■ **DATA UNDER STUDY**

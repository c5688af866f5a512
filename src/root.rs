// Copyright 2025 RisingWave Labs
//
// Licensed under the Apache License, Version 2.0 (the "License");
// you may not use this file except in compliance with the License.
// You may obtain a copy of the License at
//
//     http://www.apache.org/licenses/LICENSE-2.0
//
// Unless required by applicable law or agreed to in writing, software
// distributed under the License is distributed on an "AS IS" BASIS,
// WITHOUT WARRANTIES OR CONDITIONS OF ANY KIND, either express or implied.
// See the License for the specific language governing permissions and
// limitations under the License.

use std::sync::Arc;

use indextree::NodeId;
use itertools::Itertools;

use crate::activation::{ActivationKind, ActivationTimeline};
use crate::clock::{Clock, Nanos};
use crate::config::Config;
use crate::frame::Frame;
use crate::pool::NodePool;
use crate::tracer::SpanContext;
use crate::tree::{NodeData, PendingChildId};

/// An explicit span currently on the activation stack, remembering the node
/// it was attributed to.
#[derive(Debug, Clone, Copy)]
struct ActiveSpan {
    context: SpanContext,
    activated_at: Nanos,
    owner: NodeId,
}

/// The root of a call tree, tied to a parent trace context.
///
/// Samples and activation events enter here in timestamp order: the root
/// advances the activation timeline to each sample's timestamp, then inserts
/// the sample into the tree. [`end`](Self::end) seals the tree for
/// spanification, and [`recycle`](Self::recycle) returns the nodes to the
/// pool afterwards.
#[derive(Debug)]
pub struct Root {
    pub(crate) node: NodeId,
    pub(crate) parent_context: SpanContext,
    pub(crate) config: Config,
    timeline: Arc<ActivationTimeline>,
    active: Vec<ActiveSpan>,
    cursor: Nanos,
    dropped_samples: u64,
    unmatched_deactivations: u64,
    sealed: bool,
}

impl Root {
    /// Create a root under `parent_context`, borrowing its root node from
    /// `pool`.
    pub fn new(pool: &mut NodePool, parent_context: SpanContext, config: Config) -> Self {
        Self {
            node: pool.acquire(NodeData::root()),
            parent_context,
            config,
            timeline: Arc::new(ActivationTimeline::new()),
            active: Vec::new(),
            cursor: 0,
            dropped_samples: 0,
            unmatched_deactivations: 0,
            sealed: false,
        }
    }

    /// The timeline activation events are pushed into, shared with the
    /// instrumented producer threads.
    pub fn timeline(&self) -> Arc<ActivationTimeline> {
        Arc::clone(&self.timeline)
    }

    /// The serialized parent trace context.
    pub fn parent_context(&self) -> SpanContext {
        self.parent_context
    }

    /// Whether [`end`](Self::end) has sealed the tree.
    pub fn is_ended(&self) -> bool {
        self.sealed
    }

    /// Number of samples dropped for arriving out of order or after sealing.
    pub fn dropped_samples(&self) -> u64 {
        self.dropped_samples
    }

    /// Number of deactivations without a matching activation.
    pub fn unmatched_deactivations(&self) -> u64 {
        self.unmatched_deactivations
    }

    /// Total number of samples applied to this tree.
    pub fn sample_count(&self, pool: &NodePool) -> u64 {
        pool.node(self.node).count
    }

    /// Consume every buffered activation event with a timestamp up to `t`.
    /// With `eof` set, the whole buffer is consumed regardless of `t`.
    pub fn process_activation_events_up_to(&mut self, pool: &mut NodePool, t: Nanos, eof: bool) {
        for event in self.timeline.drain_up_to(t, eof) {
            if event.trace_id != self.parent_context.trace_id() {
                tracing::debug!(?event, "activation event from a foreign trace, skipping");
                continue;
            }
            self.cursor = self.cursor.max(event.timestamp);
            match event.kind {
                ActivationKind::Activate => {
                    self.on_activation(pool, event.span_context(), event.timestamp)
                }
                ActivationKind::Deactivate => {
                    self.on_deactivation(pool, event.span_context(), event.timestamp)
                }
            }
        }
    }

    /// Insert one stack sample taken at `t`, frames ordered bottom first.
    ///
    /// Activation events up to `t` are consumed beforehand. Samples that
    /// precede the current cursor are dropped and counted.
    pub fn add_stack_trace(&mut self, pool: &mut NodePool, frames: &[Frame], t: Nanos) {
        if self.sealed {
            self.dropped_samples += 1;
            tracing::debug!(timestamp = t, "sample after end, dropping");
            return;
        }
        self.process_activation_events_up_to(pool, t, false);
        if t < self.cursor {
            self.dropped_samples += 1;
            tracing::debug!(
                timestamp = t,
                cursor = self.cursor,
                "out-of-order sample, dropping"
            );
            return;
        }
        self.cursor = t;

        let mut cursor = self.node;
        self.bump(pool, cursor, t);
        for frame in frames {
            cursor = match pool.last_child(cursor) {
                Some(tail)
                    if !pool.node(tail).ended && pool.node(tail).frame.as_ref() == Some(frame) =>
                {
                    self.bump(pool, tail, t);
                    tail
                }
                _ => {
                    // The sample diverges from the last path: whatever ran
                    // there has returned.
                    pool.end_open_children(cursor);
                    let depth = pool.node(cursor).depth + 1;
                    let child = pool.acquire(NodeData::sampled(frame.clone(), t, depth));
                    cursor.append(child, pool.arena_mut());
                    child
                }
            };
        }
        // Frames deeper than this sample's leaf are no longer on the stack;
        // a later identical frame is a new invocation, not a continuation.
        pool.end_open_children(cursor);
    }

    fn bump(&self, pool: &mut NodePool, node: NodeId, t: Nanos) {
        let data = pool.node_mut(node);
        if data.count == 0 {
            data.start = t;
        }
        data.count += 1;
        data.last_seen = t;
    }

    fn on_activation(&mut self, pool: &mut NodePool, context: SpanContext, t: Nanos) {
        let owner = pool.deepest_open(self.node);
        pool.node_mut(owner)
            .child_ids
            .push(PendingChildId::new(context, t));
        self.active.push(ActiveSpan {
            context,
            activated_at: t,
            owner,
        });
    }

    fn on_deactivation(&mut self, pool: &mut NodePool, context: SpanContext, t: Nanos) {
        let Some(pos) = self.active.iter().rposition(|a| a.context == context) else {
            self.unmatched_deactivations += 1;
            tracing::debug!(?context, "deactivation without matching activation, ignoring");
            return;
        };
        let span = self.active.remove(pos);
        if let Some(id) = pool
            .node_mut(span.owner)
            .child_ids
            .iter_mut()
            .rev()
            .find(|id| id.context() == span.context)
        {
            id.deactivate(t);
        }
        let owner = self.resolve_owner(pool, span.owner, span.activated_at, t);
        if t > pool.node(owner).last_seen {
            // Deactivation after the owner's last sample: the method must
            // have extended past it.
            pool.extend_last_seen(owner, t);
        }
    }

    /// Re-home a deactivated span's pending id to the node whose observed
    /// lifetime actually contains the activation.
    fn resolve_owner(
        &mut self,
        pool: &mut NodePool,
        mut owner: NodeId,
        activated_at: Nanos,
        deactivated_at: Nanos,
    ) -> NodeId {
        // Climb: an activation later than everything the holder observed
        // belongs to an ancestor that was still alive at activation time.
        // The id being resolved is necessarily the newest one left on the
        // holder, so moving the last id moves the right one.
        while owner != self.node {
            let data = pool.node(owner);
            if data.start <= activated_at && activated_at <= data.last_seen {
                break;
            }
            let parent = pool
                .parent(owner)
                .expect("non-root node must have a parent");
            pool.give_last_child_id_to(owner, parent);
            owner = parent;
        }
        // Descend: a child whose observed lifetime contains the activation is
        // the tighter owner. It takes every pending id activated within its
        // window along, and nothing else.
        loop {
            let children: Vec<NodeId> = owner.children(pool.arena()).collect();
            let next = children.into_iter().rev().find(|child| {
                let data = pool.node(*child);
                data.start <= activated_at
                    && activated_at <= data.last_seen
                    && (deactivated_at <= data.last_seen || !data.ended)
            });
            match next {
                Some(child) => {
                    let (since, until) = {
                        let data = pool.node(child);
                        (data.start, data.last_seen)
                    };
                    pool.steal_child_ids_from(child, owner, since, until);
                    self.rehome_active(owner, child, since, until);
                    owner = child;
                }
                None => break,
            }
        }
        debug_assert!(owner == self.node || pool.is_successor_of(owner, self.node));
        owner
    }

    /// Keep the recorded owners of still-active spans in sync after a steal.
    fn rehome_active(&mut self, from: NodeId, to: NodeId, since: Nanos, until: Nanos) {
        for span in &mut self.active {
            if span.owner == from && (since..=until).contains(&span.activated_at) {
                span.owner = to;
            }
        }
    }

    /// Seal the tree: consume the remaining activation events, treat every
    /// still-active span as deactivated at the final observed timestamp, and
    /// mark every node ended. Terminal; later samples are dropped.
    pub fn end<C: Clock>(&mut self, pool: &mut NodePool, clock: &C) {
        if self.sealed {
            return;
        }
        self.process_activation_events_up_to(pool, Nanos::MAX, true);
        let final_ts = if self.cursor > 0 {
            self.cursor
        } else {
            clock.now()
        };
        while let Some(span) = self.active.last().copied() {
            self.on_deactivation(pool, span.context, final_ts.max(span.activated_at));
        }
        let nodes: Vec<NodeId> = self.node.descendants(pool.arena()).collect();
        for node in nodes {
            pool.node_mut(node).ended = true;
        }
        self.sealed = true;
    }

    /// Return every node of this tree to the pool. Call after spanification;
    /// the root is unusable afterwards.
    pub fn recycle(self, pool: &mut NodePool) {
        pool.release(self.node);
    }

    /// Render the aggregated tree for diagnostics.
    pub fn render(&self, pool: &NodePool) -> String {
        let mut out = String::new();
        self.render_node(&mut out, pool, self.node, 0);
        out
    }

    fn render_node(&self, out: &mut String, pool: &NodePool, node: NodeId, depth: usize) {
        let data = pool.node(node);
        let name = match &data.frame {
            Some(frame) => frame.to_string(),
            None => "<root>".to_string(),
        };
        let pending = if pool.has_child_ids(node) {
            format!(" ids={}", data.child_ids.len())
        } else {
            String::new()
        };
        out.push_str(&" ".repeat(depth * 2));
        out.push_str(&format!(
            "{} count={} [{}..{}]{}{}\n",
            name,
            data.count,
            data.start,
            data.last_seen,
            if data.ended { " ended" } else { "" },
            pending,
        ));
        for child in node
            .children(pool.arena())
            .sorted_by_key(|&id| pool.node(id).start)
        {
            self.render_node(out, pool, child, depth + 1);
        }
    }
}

■ **THE PROBLEM**
Please show every line of the records that holds the word "have".

■ **RESULT OF THE EXERCISE**
            // have extended past it.
                .expect("non-root node must have a parent");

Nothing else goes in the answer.